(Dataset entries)

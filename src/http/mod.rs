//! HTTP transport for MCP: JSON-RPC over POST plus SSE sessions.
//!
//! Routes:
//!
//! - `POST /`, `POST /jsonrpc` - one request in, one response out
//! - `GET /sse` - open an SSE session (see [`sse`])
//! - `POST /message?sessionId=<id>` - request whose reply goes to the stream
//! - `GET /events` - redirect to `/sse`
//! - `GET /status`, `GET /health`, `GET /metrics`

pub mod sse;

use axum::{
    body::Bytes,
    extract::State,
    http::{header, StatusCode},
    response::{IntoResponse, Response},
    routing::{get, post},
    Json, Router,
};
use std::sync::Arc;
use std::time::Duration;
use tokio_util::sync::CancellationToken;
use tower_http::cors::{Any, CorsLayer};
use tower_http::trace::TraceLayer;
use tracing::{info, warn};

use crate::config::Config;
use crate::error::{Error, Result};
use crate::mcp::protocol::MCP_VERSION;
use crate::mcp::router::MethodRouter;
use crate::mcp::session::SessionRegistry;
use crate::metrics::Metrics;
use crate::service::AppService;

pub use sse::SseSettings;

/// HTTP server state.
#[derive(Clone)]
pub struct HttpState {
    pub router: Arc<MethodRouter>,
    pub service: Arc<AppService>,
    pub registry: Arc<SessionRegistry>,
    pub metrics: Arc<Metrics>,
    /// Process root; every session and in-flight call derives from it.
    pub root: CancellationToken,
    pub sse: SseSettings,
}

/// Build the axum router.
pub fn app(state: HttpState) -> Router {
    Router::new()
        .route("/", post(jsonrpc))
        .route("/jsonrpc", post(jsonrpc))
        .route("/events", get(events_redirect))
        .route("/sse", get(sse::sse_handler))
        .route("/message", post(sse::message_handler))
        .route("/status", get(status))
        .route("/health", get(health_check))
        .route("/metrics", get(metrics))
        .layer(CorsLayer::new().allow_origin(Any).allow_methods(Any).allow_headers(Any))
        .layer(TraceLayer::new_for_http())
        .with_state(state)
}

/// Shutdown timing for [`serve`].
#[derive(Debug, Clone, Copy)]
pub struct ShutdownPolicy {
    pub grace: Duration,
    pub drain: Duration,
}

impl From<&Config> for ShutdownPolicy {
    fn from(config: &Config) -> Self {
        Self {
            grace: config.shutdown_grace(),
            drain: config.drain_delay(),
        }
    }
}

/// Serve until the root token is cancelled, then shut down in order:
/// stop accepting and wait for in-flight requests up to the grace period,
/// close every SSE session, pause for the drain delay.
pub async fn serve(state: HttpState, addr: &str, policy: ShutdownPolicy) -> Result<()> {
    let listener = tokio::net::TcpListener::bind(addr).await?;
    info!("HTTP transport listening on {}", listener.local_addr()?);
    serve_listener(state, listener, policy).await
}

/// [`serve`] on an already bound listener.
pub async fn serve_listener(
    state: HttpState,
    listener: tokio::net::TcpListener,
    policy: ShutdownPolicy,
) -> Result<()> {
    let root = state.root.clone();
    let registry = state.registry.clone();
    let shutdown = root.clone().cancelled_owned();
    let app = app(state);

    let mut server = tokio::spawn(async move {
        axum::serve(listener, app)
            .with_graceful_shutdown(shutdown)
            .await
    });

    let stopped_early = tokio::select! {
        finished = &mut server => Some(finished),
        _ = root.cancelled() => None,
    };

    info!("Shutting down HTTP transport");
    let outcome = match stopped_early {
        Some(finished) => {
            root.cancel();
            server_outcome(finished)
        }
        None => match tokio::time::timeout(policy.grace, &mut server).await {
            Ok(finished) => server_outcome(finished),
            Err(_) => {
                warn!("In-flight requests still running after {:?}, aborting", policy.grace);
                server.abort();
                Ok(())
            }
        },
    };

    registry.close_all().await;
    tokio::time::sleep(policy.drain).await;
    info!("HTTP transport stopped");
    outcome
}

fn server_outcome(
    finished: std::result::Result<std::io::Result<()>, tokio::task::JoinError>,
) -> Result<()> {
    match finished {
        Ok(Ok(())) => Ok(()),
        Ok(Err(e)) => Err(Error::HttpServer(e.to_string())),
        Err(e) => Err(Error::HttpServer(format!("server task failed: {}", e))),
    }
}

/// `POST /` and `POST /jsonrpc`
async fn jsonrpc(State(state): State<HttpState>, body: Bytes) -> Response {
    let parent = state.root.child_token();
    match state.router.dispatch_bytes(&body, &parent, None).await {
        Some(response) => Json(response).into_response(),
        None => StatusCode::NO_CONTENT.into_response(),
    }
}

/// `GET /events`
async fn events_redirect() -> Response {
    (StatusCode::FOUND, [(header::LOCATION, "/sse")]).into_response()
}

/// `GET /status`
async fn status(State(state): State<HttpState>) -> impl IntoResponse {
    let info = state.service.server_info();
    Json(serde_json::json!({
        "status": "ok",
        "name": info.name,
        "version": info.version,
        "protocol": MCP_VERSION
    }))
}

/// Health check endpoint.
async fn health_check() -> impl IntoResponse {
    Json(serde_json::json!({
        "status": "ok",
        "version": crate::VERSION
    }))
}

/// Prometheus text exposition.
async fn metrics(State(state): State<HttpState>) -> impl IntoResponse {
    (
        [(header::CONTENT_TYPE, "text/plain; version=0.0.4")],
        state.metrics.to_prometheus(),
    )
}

### Work item
What lines in the records contain the word "SseSettings"? Return each one.

### Response to the exercise
pub use sse::SseSettings;
    pub sse: SseSettings,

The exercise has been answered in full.